#### Exercise objective:
Print the listing exactly, but only as far as the line containing "for example), but". The first line and that line are both included.
##############################
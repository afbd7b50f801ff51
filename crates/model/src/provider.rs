use std::error::Error;

use crate::error::ErrorKind;
use crate::request::ModelRequest;
use crate::response::ModelResponse;

/// The error type for a model provider.
pub trait ModelProviderError: Error + Send + Sync + 'static {
    /// Returns the kind of this error.
    fn kind(&self) -> ErrorKind;
}

/// A type that represents a model service, which samples requests.
///
/// Once the provider is created, it should behave like a stateless object.
/// It can still have internal state (a connection pool, for example), but
/// callers should not rely on it, and the provider should be prepared for
/// being dropped anytime.
pub trait ModelProvider: Send + Sync {
    /// The error type that may be returned by the provider.
    type Error: ModelProviderError;

    /// The response type for this provider.
    type Response: ModelResponse<Error = Self::Error>;

    /// Sends a request to the model.
    ///
    /// The returned future must not borrow `self` or `req`, so callers can
    /// retry or cancel it freely.
    fn send_request(
        &self,
        req: &ModelRequest,
    ) -> impl Future<Output = Result<Self::Response, Self::Error>> + Send + 'static;
}
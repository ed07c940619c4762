//! Storage error types.

use turnstile_core::PipelineError;

/// Errors that can occur during storage operations.
#[derive(Debug, thiserror::Error)]
pub enum StorageError {
    /// The requested entity was not found.
    #[error("Entity not found: {resource_type}/{id}")]
    NotFound {
        /// The resource type of the missing entity.
        resource_type: String,
        /// The id of the missing entity.
        id: String,
    },

    /// The mutation collides with existing state: a duplicate id or a
    /// declared unique field already holding the value.
    #[error("Conflict: {message}")]
    Conflict {
        /// Description of the collision.
        message: String,
    },

    /// The backend itself failed.
    #[error("Backend error: {message}")]
    Backend {
        /// Description of the backend failure.
        message: String,
    },
}

impl StorageError {
    /// Creates a new `NotFound` error.
    #[must_use]
    pub fn not_found(resource_type: impl Into<String>, id: impl Into<String>) -> Self {
        Self::NotFound {
            resource_type: resource_type.into(),
            id: id.into(),
        }
    }

    /// Creates a new `Conflict` error.
    #[must_use]
    pub fn conflict(message: impl Into<String>) -> Self {
        Self::Conflict {
            message: message.into(),
        }
    }

    /// Creates a new `Backend` error.
    #[must_use]
    pub fn backend(message: impl Into<String>) -> Self {
        Self::Backend {
            message: message.into(),
        }
    }

    /// Returns `true` if this is a not found error.
    #[must_use]
    pub fn is_not_found(&self) -> bool {
        matches!(self, Self::NotFound { .. })
    }

    /// Returns `true` if this is a conflict error.
    #[must_use]
    pub fn is_conflict(&self) -> bool {
        matches!(self, Self::Conflict { .. })
    }
}

impl From<StorageError> for PipelineError {
    fn from(err: StorageError) -> Self {
        match err {
            StorageError::NotFound { resource_type, id } => {
                PipelineError::NotFound { resource_type, id }
            }
            StorageError::Conflict { message } => PipelineError::Conflict { message },
            StorageError::Backend { message } => {
                // Full detail is for the log, not the caller.
                tracing::error!(%message, "storage backend failure");
                PipelineError::internal("storage backend failure")
            }
        }
    }
}
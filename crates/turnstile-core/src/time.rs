//! UTC time helpers used across the pipeline.

use time::OffsetDateTime;
use time::format_description::well_known::Rfc3339;

/// Returns the current UTC time.
pub fn now_utc() -> OffsetDateTime {
    OffsetDateTime::now_utc()
}

/// Parses an RFC 3339 timestamp.
pub fn parse_rfc3339(s: &str) -> Result<OffsetDateTime, time::error::Parse> {
    OffsetDateTime::parse(s, &Rfc3339)
}

/// Formats a timestamp as RFC 3339. Falls back to the Debug form if the
/// timestamp cannot be formatted (out-of-range years).
pub fn format_rfc3339(dt: OffsetDateTime) -> String {
    dt.format(&Rfc3339).unwrap_or_else(|_| format!("{dt:?}"))
}
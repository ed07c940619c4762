//! Storage data types: the stored-entity envelope and find results.

use std::cmp::Ordering;

use serde::{Deserialize, Serialize};
use serde_json::{Map, Value};
use time::OffsetDateTime;

use turnstile_core::ChangeSet;

/// An entity as held by a storage backend.
///
/// Timestamps are generated by the store and never client-writable;
/// `updated_at` is monotonically non-decreasing across mutations.
#[derive(Debug, Clone, PartialEq, Serialize, Deserialize)]
pub struct StoredEntity {
    /// The entity id.
    pub id: String,
    /// The resource type this entity belongs to (e.g. "users", "posts").
    pub resource_type: String,
    /// The identity that owns this entity, when ownership applies.
    #[serde(default, skip_serializing_if = "Option::is_none")]
    pub owner_id: Option<String>,
    /// The mutable field values as a JSON object.
    pub fields: Value,
    /// When the entity was created.
    #[serde(with = "time::serde::rfc3339")]
    pub created_at: OffsetDateTime,
    /// When the entity was last mutated.
    #[serde(with = "time::serde::rfc3339")]
    pub updated_at: OffsetDateTime,
}

impl StoredEntity {
    /// Creates a new entity from a validated change-set.
    #[must_use]
    pub fn new(
        resource_type: impl Into<String>,
        id: impl Into<String>,
        owner_id: Option<String>,
        change_set: &ChangeSet,
    ) -> Self {
        let now = turnstile_core::now_utc();
        let mut fields = Map::new();
        for (name, value) in change_set.iter() {
            fields.insert(name.to_string(), value.clone());
        }
        Self {
            id: id.into(),
            resource_type: resource_type.into(),
            owner_id,
            fields: Value::Object(fields),
            created_at: now,
            updated_at: now,
        }
    }

    /// Applies a change-set, stamping `updated_at`.
    ///
    /// The new timestamp is `max(now, previous)` so it never regresses under
    /// clock skew.
    pub fn apply(&mut self, change_set: &ChangeSet) {
        if let Value::Object(fields) = &mut self.fields {
            for (name, value) in change_set.iter() {
                fields.insert(name.to_string(), value.clone());
            }
        }
        self.updated_at = turnstile_core::now_utc().max(self.updated_at);
    }

    /// Reads a field value.
    #[must_use]
    pub fn get_field(&self, name: &str) -> Option<&Value> {
        self.fields.get(name)
    }

    /// The entity as a flat JSON document for filter evaluation: its fields
    /// plus the generated id and timestamps.
    #[must_use]
    pub fn filter_document(&self) -> Value {
        let mut doc = match &self.fields {
            Value::Object(fields) => fields.clone(),
            _ => Map::new(),
        };
        doc.insert("id".to_string(), Value::String(self.id.clone()));
        if let Some(owner) = &self.owner_id {
            doc.insert("owner_id".to_string(), Value::String(owner.clone()));
        }
        doc.insert(
            "created_at".to_string(),
            Value::String(turnstile_core::format_rfc3339(self.created_at)),
        );
        doc.insert(
            "updated_at".to_string(),
            Value::String(turnstile_core::format_rfc3339(self.updated_at)),
        );
        Value::Object(doc)
    }
}

/// Result of a `find` operation: one window of entities plus the total
/// matching count.
#[derive(Debug, Clone, Default, Serialize, Deserialize)]
pub struct FindResult {
    /// The entities inside the requested window, in stable order.
    pub entities: Vec<StoredEntity>,
    /// Total count of entities matching the filter, across all windows.
    pub total: usize,
}

impl FindResult {
    #[must_use]
    pub fn empty() -> Self {
        Self::default()
    }

    #[must_use]
    pub fn len(&self) -> usize {
        self.entities.len()
    }

    #[must_use]
    pub fn is_empty(&self) -> bool {
        self.entities.is_empty()
    }
}

/// Total ordering applied before pagination.
///
/// Ties are always broken by entity id so that concurrent inserts cannot
/// duplicate or skip rows across pages.
#[derive(Debug, Clone, PartialEq, Eq, Serialize, Deserialize)]
pub struct Order {
    /// Field to sort by; `created_at`, `updated_at`, and `id` address the
    /// envelope, anything else addresses the entity's fields.
    pub field: String,
    /// Sort direction.
    pub descending: bool,
}

impl Order {
    #[must_use]
    pub fn asc(field: impl Into<String>) -> Self {
        Self {
            field: field.into(),
            descending: false,
        }
    }

    #[must_use]
    pub fn desc(field: impl Into<String>) -> Self {
        Self {
            field: field.into(),
            descending: true,
        }
    }

    /// Compares two entities under this order, id as tiebreak.
    #[must_use]
    pub fn compare(&self, a: &StoredEntity, b: &StoredEntity) -> Ordering {
        let primary = compare_values(&self.sort_key(a), &self.sort_key(b));
        let primary = if self.descending {
            primary.reverse()
        } else {
            primary
        };
        primary.then_with(|| a.id.cmp(&b.id))
    }

    fn sort_key(&self, entity: &StoredEntity) -> Option<Value> {
        match self.field.as_str() {
            "id" => Some(Value::String(entity.id.clone())),
            "created_at" => Some(Value::String(turnstile_core::format_rfc3339(
                entity.created_at,
            ))),
            "updated_at" => Some(Value::String(turnstile_core::format_rfc3339(
                entity.updated_at,
            ))),
            field => entity.get_field(field).cloned(),
        }
    }
}

impl Default for Order {
    /// Creation order: ascending `created_at`, id tiebreak.
    fn default() -> Self {
        Self::asc("created_at")
    }
}

/// Compares JSON sort keys. Missing values sort first; mixed types fall back
/// to their text forms.
fn compare_values(a: &Option<Value>, b: &Option<Value>) -> Ordering {
    match (a, b) {
        (None, None) => Ordering::Equal,
        (None, Some(_)) => Ordering::Less,
        (Some(_), None) => Ordering::Greater,
        (Some(a), Some(b)) => match (a, b) {
            (Value::String(a), Value::String(b)) => a.cmp(b),
            (Value::Number(a), Value::Number(b)) => a
                .as_f64()
                .partial_cmp(&b.as_f64())
                .unwrap_or(Ordering::Equal),
            (Value::Bool(a), Value::Bool(b)) => a.cmp(b),
            (a, b) => a.to_string().cmp(&b.to_string()),
        },
    }
}
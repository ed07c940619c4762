//! Normalized request and response shapes at the transport boundary.
//!
//! The transport adapter (HTTP framework, test harness, message bus) builds
//! a [`Request`] from whatever it receives and maps the pipeline's outcome
//! back: a [`Response`] on success, or a `PipelineError` whose
//! `status_code()` and [`error_body`] give the wire mapping.

use serde_json::{Value, json};

use turnstile_auth::Credential;
use turnstile_core::{Action, PipelineError};

/// A normalized request handed to the pipeline.
#[derive(Debug, Clone)]
pub struct Request {
    /// Resource type addressed, e.g. "users" or "posts".
    pub resource: String,
    /// The action performed.
    pub action: Action,
    /// Target entity id, for single-entity actions.
    pub id: Option<String>,
    /// Raw query parameters in arrival order.
    pub query: Vec<(String, String)>,
    /// Request body, for write actions.
    pub body: Option<Value>,
    /// Credential material extracted by the transport.
    pub credential: Credential,
}

impl Request {
    /// A list request for a resource type.
    #[must_use]
    pub fn list(resource: impl Into<String>) -> Self {
        Self {
            resource: resource.into(),
            action: Action::List,
            id: None,
            query: Vec::new(),
            body: None,
            credential: Credential::None,
        }
    }

    /// A single-entity read request.
    #[must_use]
    pub fn read(resource: impl Into<String>, id: impl Into<String>) -> Self {
        Self {
            resource: resource.into(),
            action: Action::Read,
            id: Some(id.into()),
            query: Vec::new(),
            body: None,
            credential: Credential::None,
        }
    }

    /// A create request with a payload.
    #[must_use]
    pub fn create(resource: impl Into<String>, body: Value) -> Self {
        Self {
            resource: resource.into(),
            action: Action::Create,
            id: None,
            query: Vec::new(),
            body: Some(body),
            credential: Credential::None,
        }
    }

    /// An update request with a payload.
    #[must_use]
    pub fn update(resource: impl Into<String>, id: impl Into<String>, body: Value) -> Self {
        Self {
            resource: resource.into(),
            action: Action::Update,
            id: Some(id.into()),
            query: Vec::new(),
            body: Some(body),
            credential: Credential::None,
        }
    }

    /// A delete request.
    #[must_use]
    pub fn delete(resource: impl Into<String>, id: impl Into<String>) -> Self {
        Self {
            resource: resource.into(),
            action: Action::Delete,
            id: Some(id.into()),
            query: Vec::new(),
            body: None,
            credential: Credential::None,
        }
    }

    /// Adds a query parameter.
    #[must_use]
    pub fn with_query(mut self, name: impl Into<String>, value: impl Into<String>) -> Self {
        self.query.push((name.into(), value.into()));
        self
    }

    /// Attaches credential material.
    #[must_use]
    pub fn with_credential(mut self, credential: Credential) -> Self {
        self.credential = credential;
        self
    }
}

/// Success status categories a pipeline run can end in.
#[derive(Debug, Clone, Copy, PartialEq, Eq)]
pub enum ResponseStatus {
    /// Read or mutation completed against existing state (HTTP 200).
    Ok,
    /// A new entity was created (HTTP 201).
    Created,
}

impl ResponseStatus {
    /// The HTTP status code this category maps to.
    #[must_use]
    pub fn code(&self) -> u16 {
        match self {
            Self::Ok => 200,
            Self::Created => 201,
        }
    }
}

/// A normalized successful response.
#[derive(Debug, Clone)]
pub struct Response {
    pub status: ResponseStatus,
    pub body: Value,
}

impl Response {
    #[must_use]
    pub fn ok(body: Value) -> Self {
        Self {
            status: ResponseStatus::Ok,
            body,
        }
    }

    #[must_use]
    pub fn created(body: Value) -> Self {
        Self {
            status: ResponseStatus::Created,
            body,
        }
    }
}

/// The structured error body a transport adapter should emit for a failed
/// request.
///
/// Validation failures carry the full field → messages map; internal errors
/// carry no detail beyond their kind.
#[must_use]
pub fn error_body(err: &PipelineError) -> Value {
    match err {
        PipelineError::Validation(errors) => json!({
            "error": err.kind().to_string(),
            "fields": errors.clone().into_map(),
        }),
        PipelineError::Internal { .. } => json!({
            "error": err.kind().to_string(),
            "message": "internal error",
        }),
        other => json!({
            "error": other.kind().to_string(),
            "message": other.to_string(),
        }),
    }
}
##############################
#### Answer box:
repository afbd7b50f801ff51
filename crates/model/src/provider.rs
use std::error::Error;

use crate::error::ErrorKind;
use crate::request::ModelRequest;
use crate::response::ModelResponse;

/// The error type for a model provider.
pub trait ModelProviderError: Error + Send + Sync + 'static {
    /// Returns the kind of this error.
    fn kind(&self) -> ErrorKind;
}

/// A type that represents a model service, which samples requests.
///
/// Once the provider is created, it should behave like a stateless object.
/// It can still have internal state (a connection pool, for example), but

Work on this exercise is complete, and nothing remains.